We’ve got 10 films here for you to consider enjoying this spooky season, including two that I’ve rated among the best this century, plus some explanation why Geek Graffiti loves this genre so much, and a plea for understanding of big, beautiful, bitey fish.

Hope you enjoy it – let us know either way in the comments!

Ginger Snaps (2000, Dir: John Fawcett)

Since Get Out was released (and as I’ve said before, Get Out is a fantastic film,) there’s been a lot of talk about ‘elevated’ horror. This cheapens the genre and misses the point. Yes, there are trashy horror films (I’ll be talking about one tomorrow). There are also vile, offensive films without taste, decency, or anything worthwhile to say. Sure, some of those are horror films, but many of them are tentpole blockbusters from mainstream directors.

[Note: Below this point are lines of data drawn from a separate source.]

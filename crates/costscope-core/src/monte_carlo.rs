//! Monte Carlo simulation of total cost under size and EAF uncertainty.
//!
//! Trial `i` draws from its own `StdRng` seeded with `seed + i`, so the
//! samples are identical whether the trials run on one thread or many.
//!
//! Statistics:
//! - variance is the population variance (divides by N)
//! - percentiles use the nearest-rank method: `sorted[ceil(p * N) - 1]`

use rand::prelude::*;
use rayon::prelude::*;
use serde::{Deserialize, Serialize};

use crate::cocomo;
use crate::config::{MonteCarloConfig, TriangularFactor};
use crate::error::ConfigError;
use crate::types::ProjectSpec;

/// Summary statistics of the simulated cost distribution.
#[derive(Debug, Clone, Copy, PartialEq, Serialize, Deserialize)]
pub struct MonteCarloResult {
    pub iterations: u64,
    pub mean_cost: f64,
    pub std_dev: f64,
    pub p10_cost: f64,
    pub p90_cost: f64,
    pub min_cost: f64,
    pub max_cost: f64,
}

impl MonteCarloResult {
    /// Width of the p10-p90 band relative to `planned_cost`.
    pub fn relative_spread(&self, planned_cost: f64) -> f64 {
        if planned_cost > 0.0 {
            (self.p90_cost - self.p10_cost) / planned_cost
        } else {
            0.0
        }
    }
}

/// Inverse-transform sample of a triangular distribution from `u` in [0, 1).
fn triangular(factor: &TriangularFactor, u: f64) -> f64 {
    let TriangularFactor { low, mode, high } = *factor;
    let range = high - low;
    if range <= 0.0 {
        return mode;
    }
    let fc = (mode - low) / range;
    if u < fc {
        low + (u * range * (mode - low)).sqrt()
    } else {
        high - ((1.0 - u) * range * (high - mode)).sqrt()
    }
}

/// Cost of one trial. Pure in `(spec, config, trial)`.
fn trial_cost(spec: &ProjectSpec, config: &MonteCarloConfig, trial: u64) -> f64 {
    let mut rng = StdRng::seed_from_u64(config.seed.wrapping_add(trial));
    let size_factor = triangular(&config.size_factor, rng.gen::<f64>());
    let eaf_factor = triangular(&config.eaf_factor, rng.gen::<f64>());
    let effort = cocomo::effort(
        spec.process_class,
        spec.kloc() * size_factor,
        spec.effort_adjustment_factor * eaf_factor,
    );
    effort * spec.cost_per_person_month
}

/// Draw `config.iterations` cost samples, in trial order.
pub fn sample_costs(
    spec: &ProjectSpec,
    config: &MonteCarloConfig,
) -> Result<Vec<f64>, ConfigError> {
    if config.iterations == 0 {
        return Err(ConfigError::ZeroIterations);
    }
    let n = config.iterations as usize;
    let samples = if config.parallel {
        (0..n)
            .into_par_iter()
            .map(|i| trial_cost(spec, config, i as u64))
            .collect()
    } else {
        (0..n).map(|i| trial_cost(spec, config, i as u64)).collect()
    };
    Ok(samples)
}

/// Nearest-rank percentile of an ascending slice. `p` is in (0, 1].
pub fn percentile(sorted: &[f64], p: f64) -> f64 {
    if sorted.is_empty() {
        return 0.0;
    }
    let rank = (p * sorted.len() as f64).ceil() as usize;
    sorted[rank.clamp(1, sorted.len()) - 1]
}

/// Reduce samples to summary statistics. `samples` must be non-empty.
pub fn summarize(mut samples: Vec<f64>) -> MonteCarloResult {
    samples.sort_by(|a, b| a.partial_cmp(b).unwrap_or(std::cmp::Ordering::Equal));

    let n = samples.len() as f64;
    let mean = samples.iter().sum::<f64>() / n;
    let variance = samples.iter().map(|x| (x - mean).powi(2)).sum::<f64>() / n;

    MonteCarloResult {
        iterations: samples.len() as u64,
        mean_cost: mean,
        std_dev: variance.sqrt(),
        p10_cost: percentile(&samples, 0.10),
        p90_cost: percentile(&samples, 0.90),
        min_cost: samples.first().copied().unwrap_or(0.0),
        max_cost: samples.last().copied().unwrap_or(0.0),
    }
}

/// Run the simulation for `spec`.
pub fn simulate(
    spec: &ProjectSpec,
    config: &MonteCarloConfig,
) -> Result<MonteCarloResult, ConfigError> {
    let samples = sample_costs(spec, config)?;
    let result = summarize(samples);
    tracing::debug!(
        iterations = result.iterations,
        seed = config.seed,
        mean = result.mean_cost,
        p10 = result.p10_cost,
        p90 = result.p90_cost,
        "monte carlo finished"
    );
    Ok(result)
}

I love films. That’s why I get so apoplectically (some would say unreasonably) angry about inept, lazy, nasty films, regardless of their genre.

Good horror has always tried to do something more than shock or disgust. At the most basic level, it builds resilience – however small – to death, loss, disease, and trauma. But there’s always been more, whether that’s imagining what new technology might mean for us, highlighting racism and prejudice (Night of the Living Dead was released the year Martin Luther King was murdered, 49 years before Get Out), satirising consumerism and capitalism, exploring generational divides, or highlighting the paranoia, fear and division that too easily creeps in between communities who love their children just as much as you do.

For every reactionary slasher movie where only the chaste survive, there’s a well-rounded Ripley or Sarah Connor (yes, the first film in the Terminator franchise is a horror). Finding evidence that horror is a more progressive and intelligent genre than many of its rivals is trivial. But why is that? Well, a lot of horror filmmakers are young; many young, cine-literate kids like the genre, and they often meet and share their passion at film schools, colleges, and universities.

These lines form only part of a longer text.